PROMPT →
Provide only the number of lines in the records below that include "BinId".

Stored entries →
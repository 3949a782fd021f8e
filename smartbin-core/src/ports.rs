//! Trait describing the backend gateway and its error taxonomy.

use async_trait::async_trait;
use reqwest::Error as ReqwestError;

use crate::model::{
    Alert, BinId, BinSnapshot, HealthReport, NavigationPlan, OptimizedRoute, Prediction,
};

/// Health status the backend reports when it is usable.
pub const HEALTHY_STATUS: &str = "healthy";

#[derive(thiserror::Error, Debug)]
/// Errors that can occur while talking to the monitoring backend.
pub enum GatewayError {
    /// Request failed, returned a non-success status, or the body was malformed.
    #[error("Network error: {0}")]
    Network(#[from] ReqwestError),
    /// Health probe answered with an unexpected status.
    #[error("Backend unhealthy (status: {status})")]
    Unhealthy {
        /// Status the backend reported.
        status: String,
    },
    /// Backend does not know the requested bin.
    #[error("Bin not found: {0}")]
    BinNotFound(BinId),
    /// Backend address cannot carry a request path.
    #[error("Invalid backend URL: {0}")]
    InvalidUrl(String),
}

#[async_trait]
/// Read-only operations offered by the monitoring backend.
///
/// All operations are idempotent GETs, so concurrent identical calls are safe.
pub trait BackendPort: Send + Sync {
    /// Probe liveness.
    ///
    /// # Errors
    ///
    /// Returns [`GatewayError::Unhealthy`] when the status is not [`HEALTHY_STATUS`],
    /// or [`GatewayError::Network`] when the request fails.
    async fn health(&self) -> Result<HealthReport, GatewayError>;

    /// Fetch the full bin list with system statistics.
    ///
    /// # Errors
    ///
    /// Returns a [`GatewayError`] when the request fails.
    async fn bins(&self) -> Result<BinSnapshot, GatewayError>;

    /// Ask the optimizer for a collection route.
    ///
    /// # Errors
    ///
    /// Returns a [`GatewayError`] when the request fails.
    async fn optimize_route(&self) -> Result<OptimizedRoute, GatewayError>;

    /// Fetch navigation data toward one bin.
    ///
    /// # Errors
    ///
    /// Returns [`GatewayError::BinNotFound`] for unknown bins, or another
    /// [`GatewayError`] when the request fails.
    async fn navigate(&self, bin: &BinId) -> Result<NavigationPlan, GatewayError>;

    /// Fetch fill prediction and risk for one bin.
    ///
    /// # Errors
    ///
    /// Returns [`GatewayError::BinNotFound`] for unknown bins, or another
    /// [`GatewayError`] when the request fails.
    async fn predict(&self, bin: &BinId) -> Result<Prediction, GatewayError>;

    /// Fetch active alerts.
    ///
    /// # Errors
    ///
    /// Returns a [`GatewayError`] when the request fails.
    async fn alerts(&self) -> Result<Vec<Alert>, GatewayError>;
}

EXERCISE OUTPUT →
4